- [PROVIDED RECORDS]
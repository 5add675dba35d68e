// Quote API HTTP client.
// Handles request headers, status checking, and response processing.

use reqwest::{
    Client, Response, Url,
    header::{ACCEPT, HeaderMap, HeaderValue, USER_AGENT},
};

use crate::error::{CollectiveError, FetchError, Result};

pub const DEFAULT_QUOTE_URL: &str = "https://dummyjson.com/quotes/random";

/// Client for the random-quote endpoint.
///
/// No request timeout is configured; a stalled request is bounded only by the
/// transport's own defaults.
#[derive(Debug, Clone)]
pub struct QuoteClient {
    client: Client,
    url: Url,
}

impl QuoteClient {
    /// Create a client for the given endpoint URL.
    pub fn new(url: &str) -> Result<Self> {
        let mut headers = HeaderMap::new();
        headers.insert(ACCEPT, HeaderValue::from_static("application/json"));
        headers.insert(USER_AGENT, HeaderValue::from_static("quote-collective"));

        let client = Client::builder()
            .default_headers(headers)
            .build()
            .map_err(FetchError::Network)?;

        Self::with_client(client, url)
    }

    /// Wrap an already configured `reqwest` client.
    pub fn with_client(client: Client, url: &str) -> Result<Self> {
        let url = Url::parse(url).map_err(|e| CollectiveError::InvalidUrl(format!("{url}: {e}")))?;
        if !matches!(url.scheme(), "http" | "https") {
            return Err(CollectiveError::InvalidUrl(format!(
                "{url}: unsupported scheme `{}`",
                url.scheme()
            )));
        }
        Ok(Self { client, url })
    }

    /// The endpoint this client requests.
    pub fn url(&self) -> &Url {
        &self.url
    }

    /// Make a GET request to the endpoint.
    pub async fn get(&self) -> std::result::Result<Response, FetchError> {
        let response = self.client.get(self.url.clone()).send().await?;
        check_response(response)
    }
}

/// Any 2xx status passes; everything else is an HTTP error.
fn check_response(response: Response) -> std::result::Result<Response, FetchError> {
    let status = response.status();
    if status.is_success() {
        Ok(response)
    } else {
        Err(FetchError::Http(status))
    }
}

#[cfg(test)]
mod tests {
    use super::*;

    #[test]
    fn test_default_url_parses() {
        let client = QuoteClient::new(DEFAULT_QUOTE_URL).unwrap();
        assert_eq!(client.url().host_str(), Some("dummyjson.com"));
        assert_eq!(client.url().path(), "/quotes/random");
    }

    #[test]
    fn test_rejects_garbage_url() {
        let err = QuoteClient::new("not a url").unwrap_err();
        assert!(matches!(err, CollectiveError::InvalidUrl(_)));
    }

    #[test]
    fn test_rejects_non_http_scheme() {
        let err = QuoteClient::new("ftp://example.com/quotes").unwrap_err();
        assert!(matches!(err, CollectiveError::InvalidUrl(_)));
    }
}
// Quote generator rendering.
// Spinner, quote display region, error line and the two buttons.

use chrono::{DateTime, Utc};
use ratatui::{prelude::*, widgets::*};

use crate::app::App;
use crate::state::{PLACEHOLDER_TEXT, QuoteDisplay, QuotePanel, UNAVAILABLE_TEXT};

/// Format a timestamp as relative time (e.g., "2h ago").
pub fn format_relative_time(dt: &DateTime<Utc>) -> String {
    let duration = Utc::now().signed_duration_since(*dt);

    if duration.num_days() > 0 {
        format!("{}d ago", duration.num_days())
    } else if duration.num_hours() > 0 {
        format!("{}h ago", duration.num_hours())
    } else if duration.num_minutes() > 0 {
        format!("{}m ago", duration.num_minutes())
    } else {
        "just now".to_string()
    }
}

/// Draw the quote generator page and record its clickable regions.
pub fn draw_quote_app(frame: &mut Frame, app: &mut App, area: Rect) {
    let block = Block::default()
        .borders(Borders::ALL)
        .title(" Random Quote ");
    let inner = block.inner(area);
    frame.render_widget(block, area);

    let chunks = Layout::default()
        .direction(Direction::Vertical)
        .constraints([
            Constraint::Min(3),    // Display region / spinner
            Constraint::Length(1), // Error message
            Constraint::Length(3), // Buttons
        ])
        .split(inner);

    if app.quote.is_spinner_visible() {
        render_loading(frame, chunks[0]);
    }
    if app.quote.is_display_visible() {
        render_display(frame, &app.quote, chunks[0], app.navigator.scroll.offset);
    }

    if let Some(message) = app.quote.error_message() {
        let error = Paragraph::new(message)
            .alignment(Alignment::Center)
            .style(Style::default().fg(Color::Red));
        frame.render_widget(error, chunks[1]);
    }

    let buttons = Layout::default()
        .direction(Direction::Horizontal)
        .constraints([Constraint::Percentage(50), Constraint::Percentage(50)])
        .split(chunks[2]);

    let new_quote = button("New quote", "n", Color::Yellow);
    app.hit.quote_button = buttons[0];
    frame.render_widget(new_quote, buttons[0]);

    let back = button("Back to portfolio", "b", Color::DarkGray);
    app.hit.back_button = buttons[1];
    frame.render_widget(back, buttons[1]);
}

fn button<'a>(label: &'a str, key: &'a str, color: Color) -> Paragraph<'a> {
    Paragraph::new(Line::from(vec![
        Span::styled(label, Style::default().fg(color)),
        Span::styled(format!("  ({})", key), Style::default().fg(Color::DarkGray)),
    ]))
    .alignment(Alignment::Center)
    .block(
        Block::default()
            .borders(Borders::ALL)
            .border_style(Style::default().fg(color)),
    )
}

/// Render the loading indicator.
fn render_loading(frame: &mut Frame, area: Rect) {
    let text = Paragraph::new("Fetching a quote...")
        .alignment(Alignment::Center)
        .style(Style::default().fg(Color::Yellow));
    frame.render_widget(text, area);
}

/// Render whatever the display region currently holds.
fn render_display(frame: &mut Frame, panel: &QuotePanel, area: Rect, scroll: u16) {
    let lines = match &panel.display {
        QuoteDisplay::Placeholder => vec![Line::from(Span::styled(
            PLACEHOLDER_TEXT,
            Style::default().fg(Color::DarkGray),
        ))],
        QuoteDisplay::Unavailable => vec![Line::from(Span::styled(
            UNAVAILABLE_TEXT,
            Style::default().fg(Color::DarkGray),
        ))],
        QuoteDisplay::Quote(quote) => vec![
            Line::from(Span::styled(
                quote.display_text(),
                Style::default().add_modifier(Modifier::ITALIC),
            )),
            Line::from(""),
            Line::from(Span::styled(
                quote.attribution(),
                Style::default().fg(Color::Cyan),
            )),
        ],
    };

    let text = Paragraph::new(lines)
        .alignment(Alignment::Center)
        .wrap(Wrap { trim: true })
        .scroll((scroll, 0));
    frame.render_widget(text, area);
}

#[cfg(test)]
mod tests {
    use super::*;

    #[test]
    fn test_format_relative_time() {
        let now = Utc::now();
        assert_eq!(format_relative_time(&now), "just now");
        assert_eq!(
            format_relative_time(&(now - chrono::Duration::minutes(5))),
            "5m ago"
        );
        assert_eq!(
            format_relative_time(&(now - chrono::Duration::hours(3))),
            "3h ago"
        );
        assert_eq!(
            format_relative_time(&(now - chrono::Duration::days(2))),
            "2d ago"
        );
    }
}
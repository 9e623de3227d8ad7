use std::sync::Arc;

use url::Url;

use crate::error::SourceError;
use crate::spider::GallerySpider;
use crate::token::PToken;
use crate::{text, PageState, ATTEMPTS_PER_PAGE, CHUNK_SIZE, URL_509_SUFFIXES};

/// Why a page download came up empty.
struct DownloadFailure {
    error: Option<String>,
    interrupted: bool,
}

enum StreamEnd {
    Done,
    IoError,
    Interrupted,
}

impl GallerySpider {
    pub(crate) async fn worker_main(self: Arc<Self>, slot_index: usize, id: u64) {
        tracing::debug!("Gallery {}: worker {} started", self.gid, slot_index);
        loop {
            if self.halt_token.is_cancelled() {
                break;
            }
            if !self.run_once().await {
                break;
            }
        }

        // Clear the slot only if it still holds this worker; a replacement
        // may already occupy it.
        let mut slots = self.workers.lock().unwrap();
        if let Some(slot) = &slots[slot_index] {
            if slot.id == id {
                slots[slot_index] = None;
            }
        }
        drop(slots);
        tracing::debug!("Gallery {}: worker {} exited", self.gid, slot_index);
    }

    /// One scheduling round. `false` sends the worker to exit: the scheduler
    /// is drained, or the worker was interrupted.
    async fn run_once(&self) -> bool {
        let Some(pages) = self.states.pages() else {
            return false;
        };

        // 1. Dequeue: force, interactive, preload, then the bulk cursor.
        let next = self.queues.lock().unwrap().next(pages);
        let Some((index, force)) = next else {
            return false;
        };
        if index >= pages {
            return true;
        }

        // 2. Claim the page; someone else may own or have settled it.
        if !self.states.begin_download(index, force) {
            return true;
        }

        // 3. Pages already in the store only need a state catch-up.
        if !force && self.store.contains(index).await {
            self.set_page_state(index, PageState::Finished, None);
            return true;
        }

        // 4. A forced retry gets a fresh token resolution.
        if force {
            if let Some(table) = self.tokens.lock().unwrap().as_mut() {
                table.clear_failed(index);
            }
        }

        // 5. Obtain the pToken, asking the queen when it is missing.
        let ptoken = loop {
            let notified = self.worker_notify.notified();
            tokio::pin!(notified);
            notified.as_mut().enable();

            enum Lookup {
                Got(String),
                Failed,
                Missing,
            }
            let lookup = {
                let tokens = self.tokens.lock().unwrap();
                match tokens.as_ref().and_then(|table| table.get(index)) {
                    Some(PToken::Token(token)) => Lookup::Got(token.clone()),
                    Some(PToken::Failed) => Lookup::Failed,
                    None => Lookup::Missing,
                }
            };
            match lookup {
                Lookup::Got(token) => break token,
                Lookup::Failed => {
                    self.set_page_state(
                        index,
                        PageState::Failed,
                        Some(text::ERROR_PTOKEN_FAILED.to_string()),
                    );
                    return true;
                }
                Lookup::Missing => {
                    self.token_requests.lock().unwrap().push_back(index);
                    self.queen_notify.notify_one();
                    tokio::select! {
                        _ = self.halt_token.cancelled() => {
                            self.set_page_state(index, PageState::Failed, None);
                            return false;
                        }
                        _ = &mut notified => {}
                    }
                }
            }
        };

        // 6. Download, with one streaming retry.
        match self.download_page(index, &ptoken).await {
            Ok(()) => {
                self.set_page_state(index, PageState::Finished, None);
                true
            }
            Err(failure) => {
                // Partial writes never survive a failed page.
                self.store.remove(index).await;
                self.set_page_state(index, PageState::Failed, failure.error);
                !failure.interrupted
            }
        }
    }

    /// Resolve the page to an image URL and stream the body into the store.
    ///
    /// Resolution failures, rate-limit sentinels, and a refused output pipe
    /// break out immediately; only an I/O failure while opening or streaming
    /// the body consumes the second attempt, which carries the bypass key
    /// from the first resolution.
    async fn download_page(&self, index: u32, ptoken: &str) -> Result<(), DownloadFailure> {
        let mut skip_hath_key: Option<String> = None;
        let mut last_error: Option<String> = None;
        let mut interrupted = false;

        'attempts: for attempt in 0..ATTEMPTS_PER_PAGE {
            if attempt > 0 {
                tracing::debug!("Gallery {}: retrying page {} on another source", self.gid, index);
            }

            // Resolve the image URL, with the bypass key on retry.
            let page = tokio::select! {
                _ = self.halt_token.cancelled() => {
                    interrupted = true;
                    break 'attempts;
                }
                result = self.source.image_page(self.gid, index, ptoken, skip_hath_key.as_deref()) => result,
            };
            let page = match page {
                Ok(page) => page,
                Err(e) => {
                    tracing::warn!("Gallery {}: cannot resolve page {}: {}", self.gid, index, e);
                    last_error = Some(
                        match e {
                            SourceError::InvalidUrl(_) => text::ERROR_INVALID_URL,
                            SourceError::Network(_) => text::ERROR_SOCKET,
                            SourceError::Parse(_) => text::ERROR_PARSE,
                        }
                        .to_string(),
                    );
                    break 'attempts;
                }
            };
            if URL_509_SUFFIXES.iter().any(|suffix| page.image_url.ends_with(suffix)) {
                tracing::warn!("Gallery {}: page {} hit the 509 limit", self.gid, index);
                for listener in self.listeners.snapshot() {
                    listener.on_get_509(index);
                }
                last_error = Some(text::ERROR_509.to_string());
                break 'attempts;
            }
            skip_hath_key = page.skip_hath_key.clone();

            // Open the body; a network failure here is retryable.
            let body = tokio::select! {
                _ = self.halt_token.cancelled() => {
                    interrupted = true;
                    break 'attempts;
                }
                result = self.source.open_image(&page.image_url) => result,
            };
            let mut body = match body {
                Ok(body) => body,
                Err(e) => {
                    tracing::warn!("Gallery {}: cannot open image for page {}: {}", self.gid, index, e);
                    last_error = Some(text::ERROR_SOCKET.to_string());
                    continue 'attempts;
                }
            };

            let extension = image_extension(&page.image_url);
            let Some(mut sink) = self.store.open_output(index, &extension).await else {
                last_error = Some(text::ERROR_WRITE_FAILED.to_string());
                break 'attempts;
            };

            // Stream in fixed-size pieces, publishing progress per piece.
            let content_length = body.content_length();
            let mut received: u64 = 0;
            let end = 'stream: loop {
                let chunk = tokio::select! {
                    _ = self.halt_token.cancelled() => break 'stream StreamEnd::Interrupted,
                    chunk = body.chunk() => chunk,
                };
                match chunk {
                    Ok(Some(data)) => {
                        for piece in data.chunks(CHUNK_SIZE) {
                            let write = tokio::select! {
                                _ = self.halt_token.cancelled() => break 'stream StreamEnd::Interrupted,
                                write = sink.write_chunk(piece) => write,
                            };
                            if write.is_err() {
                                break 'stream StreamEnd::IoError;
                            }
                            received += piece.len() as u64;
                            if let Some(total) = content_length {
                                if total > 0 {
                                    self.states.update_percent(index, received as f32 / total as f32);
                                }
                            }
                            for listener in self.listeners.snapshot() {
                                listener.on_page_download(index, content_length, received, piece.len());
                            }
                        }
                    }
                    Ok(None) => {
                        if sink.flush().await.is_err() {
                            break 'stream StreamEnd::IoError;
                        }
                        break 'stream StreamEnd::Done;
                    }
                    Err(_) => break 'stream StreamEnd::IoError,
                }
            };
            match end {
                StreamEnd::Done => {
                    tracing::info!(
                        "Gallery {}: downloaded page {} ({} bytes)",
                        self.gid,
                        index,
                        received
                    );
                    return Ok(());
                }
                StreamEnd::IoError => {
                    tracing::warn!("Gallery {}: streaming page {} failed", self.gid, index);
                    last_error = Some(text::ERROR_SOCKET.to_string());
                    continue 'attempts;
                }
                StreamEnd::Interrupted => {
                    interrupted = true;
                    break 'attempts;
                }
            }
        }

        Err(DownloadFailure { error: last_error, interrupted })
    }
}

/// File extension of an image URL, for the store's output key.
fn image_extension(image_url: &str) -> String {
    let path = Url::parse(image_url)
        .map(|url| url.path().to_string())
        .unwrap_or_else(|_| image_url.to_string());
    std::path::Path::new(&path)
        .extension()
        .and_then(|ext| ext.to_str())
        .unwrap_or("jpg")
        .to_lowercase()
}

- [TASK STATEMENT]
Go through the records line by line, and copy each line that holds the string "this".

- [ANSWER SPACE]
    /// The endpoint this client requests.
        // Clear the slot only if it still holds this worker; a replacement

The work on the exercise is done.